[Given information — start]
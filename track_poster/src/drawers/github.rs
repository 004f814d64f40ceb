use chrono::{Datelike, Duration, NaiveDate};
use clap::{Arg, ArgMatches, Command};

use crate::color::Rgb;
use crate::drawers::{DrawContext, TracksDrawer};
use crate::geometry::XY;
use crate::poster::GithubStyle;
use crate::svg::{rect, text, SvgDocument};
use crate::PosterError;

const YEAR_SIZE: f64 = 10.0;
const CELL: f64 = 2.6;
const STRIDE: f64 = 3.5;
const WEEKS: usize = 54;

/// Contribution-calendar layout: one 7-row block of day cells per year.
#[derive(Clone, Debug)]
pub struct GithubDrawer {
    empty_color: Rgb,
}

impl Default for GithubDrawer {
    fn default() -> Self {
        Self {
            empty_color: Rgb::new(0x44, 0x44, 0x44),
        }
    }
}

impl GithubDrawer {
    fn draw_year(&self, ctx: &DrawContext, doc: &mut SvgDocument, offset: XY, year: i32, total: &str) {
        let poster = ctx.poster;
        let tracks = ctx.tracks();
        let text_color = ctx.colors.text.hex();

        doc.add(
            text(year.to_string(), offset)
                .attr("fill", text_color.clone())
                .attr("dominant-baseline", "hanging")
                .attr("style", "font-size:4px; font-family:Arial;"),
        );
        doc.add(
            text(
                format!("{total} {}", poster.u()),
                offset + XY::new(165.0, 5.0),
            )
            .attr("fill", text_color.clone())
            .attr("dominant-baseline", "hanging")
            .attr("style", "font-size:3px; font-family:Arial;"),
        );
        for month in 1..=12u32 {
            doc.add(
                text(
                    poster.translator().month_abbr(month),
                    offset + XY::new(15.5 * (month - 1) as f64, 14.0),
                )
                .attr("fill", text_color.clone())
                .attr("style", "font-size:2.5px; font-family:Arial"),
            );
        }

        let Some(jan_first) = NaiveDate::from_ymd_opt(year, 1, 1) else {
            return;
        };
        let jan_weekday = jan_first.weekday().num_days_from_monday();
        let (mut date, mut first_weekday) = match poster.github_style {
            GithubStyle::AlignFirstday => (jan_first, jan_weekday),
            GithubStyle::AlignMonday => (jan_first - Duration::days(jan_weekday.into()), 0),
        };

        let mut rect_x = offset.x;
        for week in 0..WEEKS {
            if week > 0 {
                first_weekday = 0;
            }
            let mut rect_y = offset.y + YEAR_SIZE + 2.0 + STRIDE * first_weekday as f64;
            for _ in 0..(7 - first_weekday) {
                if date.year() > year {
                    break;
                }
                rect_y += STRIDE;
                let mut title = date.format("%Y-%m-%d").to_string();
                let color = if tracks.has_tracks_on(&date) {
                    let length = tracks.day_length(&date);
                    title = format!("{title} {}", poster.format_distance(length));
                    ctx.special_color(tracks.length_range_by_date(), length, false)
                } else {
                    self.empty_color
                };
                doc.add(
                    rect(XY::new(rect_x, rect_y), XY::new(CELL, CELL))
                        .attr("rx", "0.3")
                        .attr("fill", color.hex())
                        .title(title),
                );
                date += Duration::days(1);
            }
            rect_x += STRIDE;
        }
    }
}

impl TracksDrawer for GithubDrawer {
    fn name(&self) -> &'static str {
        "github"
    }

    fn create_args(&self, cmd: Command) -> Command {
        cmd.next_help_heading("Github Type Options").arg(
            Arg::new("github_empty_data_color")
                .long("empty-data-color")
                .value_name("COLOR")
                .default_value("#444444")
                .help("Color for empty dates in github style poster."),
        )
    }

    fn fetch_args(&mut self, matches: &ArgMatches) -> Result<(), PosterError> {
        if let Some(color) = matches.get_one::<String>("github_empty_data_color") {
            self.empty_color = color.parse()?;
        }
        Ok(())
    }

    fn draw(
        &self,
        ctx: &DrawContext,
        doc: &mut SvgDocument,
        _size: XY,
        mut offset: XY,
    ) -> Result<(), PosterError> {
        let poster = ctx.poster;
        for year in ctx.tracks().years().years().into_iter().rev() {
            let total = poster.m2u(ctx.tracks().year_total(year));
            // years that round to nothing are not drawn
            if total < 0.05 {
                continue;
            }
            let total = poster.format_float(total);
            self.draw_year(ctx, doc, offset, year, &total);
            offset.y += STRIDE * 9.0 + YEAR_SIZE + 1.0;
        }
        Ok(())
    }
}

#[cfg(test)]
mod tests {
    use super::*;
    use crate::drawers::tests::{by_name, render, title_of};
    use crate::poster::tests::{poster_with, run};

    fn cells(doc: &SvgDocument) -> Vec<(f64, f64, String, String)> {
        by_name(doc, "rect")
            .into_iter()
            .filter(|r| r.get_attr("width") == Some("2.6") && title_of(r).is_some())
            .map(|r| {
                (
                    r.get_attr("x").unwrap_or_default().parse().unwrap(),
                    r.get_attr("y").unwrap_or_default().parse().unwrap(),
                    r.get_attr("fill").unwrap_or_default().to_string(),
                    title_of(r).unwrap_or_default().to_string(),
                )
            })
            .collect()
    }

    #[test]
    fn single_run_paints_one_cell() {
        let poster = poster_with(vec![run(2024, 3, 15, 8, 90, "a.gpx")]);
        let doc = render(&poster, &GithubDrawer::default());
        let cells = cells(&doc);
        assert_eq!(cells.len(), 366);
        let painted: Vec<_> = cells.iter().filter(|c| c.2 != "#444444").collect();
        assert_eq!(painted.len(), 1);
        assert_eq!(painted[0].3, "2024-03-15 5.0 km");
        assert_eq!(cells[0].3, "2024-01-01");
    }

    #[test]
    fn first_column_starts_at_january_weekday() {
        // 2024-01-01 is a Monday, 2023-01-01 a Sunday
        let poster = poster_with(vec![run(2023, 6, 1, 8, 40, "a.gpx")]);
        let doc = render(&poster, &GithubDrawer::default());
        let cells = cells(&doc);
        assert_eq!(cells[0].3, "2023-01-01");
        assert_eq!(cells[1].3, "2023-01-02");
        // Sunday sits in the last row of the first column, Monday opens the second
        assert!(cells[1].0 > cells[0].0);
        assert!(cells[1].1 < cells[0].1);
    }

    #[test]
    fn align_monday_starts_in_previous_year() {
        let mut poster = poster_with(vec![run(2023, 6, 1, 8, 40, "a.gpx")]);
        poster.github_style = GithubStyle::AlignMonday;
        let doc = render(&poster, &GithubDrawer::default());
        let cells = cells(&doc);
        assert_eq!(cells[0].3, "2022-12-26");
        assert_eq!(cells[6].3, "2023-01-01");
    }

    #[test]
    fn years_are_newest_first_and_empty_years_skipped() {
        let poster = poster_with(vec![
            run(2022, 5, 1, 8, 40, "a.gpx"),
            run(2024, 5, 1, 8, 40, "b.gpx"),
        ]);
        let doc = render(&poster, &GithubDrawer::default());
        let labels: Vec<_> = by_name(&doc, "text")
            .into_iter()
            .filter_map(|t| t.text_content())
            .filter(|t| t.len() == 4 && t.starts_with("20"))
            .collect();
        assert_eq!(labels, ["2024", "2022"]);
    }
}
//! IMDb title search through the public suggestion endpoint
//!
//! `GET {base}/suggestion/{first letter}/{query}.json` returns up to eight
//! candidates with type and year. No API key is needed.

use std::sync::Arc;

use async_trait::async_trait;
use serde::Deserialize;
use tracing::info;

use super::{ProviderKind, ProviderMatch, SearchProvider, SearchQuery, sanitize_title};
use crate::error::ProviderError;
use crate::media::MediaType;
use crate::services::rate_limiter::{RateLimitedClient, ResponseExt};

pub struct ImdbSuggestProvider {
    client: Arc<RateLimitedClient>,
    base_url: String,
}

#[derive(Debug, Deserialize)]
struct SuggestionResponse {
    #[serde(default)]
    d: Vec<Suggestion>,
}

#[derive(Debug, Deserialize)]
struct Suggestion {
    id: String,
    /// Title
    l: Option<String>,
    /// Release year
    y: Option<i32>,
    /// Kind, e.g. movie, tvSeries, tvMiniSeries
    qid: Option<String>,
}

impl Suggestion {
    fn is_title(&self) -> bool {
        self.id.starts_with("tt")
    }

    fn matches_type(&self, media_type: MediaType) -> bool {
        match (self.qid.as_deref(), media_type) {
            (Some("movie" | "tvMovie" | "video"), MediaType::Movie) => true,
            (Some("tvSeries" | "tvMiniSeries"), MediaType::Series) => true,
            // Older responses omit the kind
            (None, _) => true,
            _ => false,
        }
    }
}

impl ImdbSuggestProvider {
    pub fn new(base_url: String) -> Self {
        Self {
            client: Arc::new(RateLimitedClient::for_imdb()),
            base_url: base_url.trim_end_matches('/').to_string(),
        }
    }

    fn suggestion_url(&self, term: &str) -> Option<String> {
        let term = term.trim().to_lowercase();
        let first = term.chars().find(|c| c.is_alphanumeric())?;
        Some(format!(
            "{}/suggestion/{}/{}.json",
            self.base_url,
            first,
            urlencoding::encode(&term)
        ))
    }

    async fn suggestions(&self, term: &str) -> Result<Vec<Suggestion>, ProviderError> {
        let Some(url) = self.suggestion_url(term) else {
            return Ok(Vec::new());
        };
        let response = self.client.get(&url).await?;
        if response.is_rate_limited() {
            return Err(ProviderError::RateLimited);
        }
        if !response.status().is_success() {
            return Err(ProviderError::Status(response.status().as_u16()));
        }
        let body: SuggestionResponse = response.json().await?;
        Ok(body.d.into_iter().filter(Suggestion::is_title).collect())
    }
}

/// Pick the candidate for a query: exact year when one is given, else an exact title
fn pick(candidates: Vec<Suggestion>, query: &SearchQuery) -> Option<Suggestion> {
    let mut typed = candidates
        .into_iter()
        .filter(|s| s.matches_type(query.media_type));

    match query.year_number() {
        Some(year) => typed.find(|s| s.y == Some(year)),
        None => {
            let wanted = sanitize_title(&query.name);
            let all: Vec<Suggestion> = typed.collect();
            let exact = all
                .iter()
                .position(|s| s.l.as_deref().map(sanitize_title).as_deref() == Some(wanted.as_str()));
            match exact {
                Some(i) => all.into_iter().nth(i),
                None if all.len() == 1 => all.into_iter().next(),
                None => None,
            }
        }
    }
}

#[async_trait]
impl SearchProvider for ImdbSuggestProvider {
    fn kind(&self) -> ProviderKind {
        ProviderKind::Imdb
    }

    async fn search_by_name(&self, query: &SearchQuery) -> Result<Option<ProviderMatch>, ProviderError> {
        let candidates = self.suggestions(&query.name).await?;
        Ok(pick(candidates, query).map(|s| {
            info!(name = %query.name, imdb_id = %s.id, "Matched by IMDb search");
            ProviderMatch { id: s.id, year: s.y }
        }))
    }

    async fn release_year(&self, id: &str, _media_type: MediaType) -> Result<Option<i32>, ProviderError> {
        let candidates = self.suggestions(id).await?;
        Ok(candidates.into_iter().find(|s| s.id == id).and_then(|s| s.y))
    }
}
[Given information — finish]
**Your goal**
The answer should be the first line of the material and every line after it through the line containing "const WEEKS: usize = 54;", exactly as written, and nothing else.

**Exercise answer**
filename track_poster/src/drawers/github.rs
repository 004f814d64f40ceb
use chrono::{Datelike, Duration, NaiveDate};
use clap::{Arg, ArgMatches, Command};

use crate::color::Rgb;
use crate::drawers::{DrawContext, TracksDrawer};
use crate::geometry::XY;
use crate::poster::GithubStyle;
use crate::svg::{rect, text, SvgDocument};
use crate::PosterError;

const YEAR_SIZE: f64 = 10.0;
const CELL: f64 = 2.6;
const STRIDE: f64 = 3.5;
const WEEKS: usize = 54;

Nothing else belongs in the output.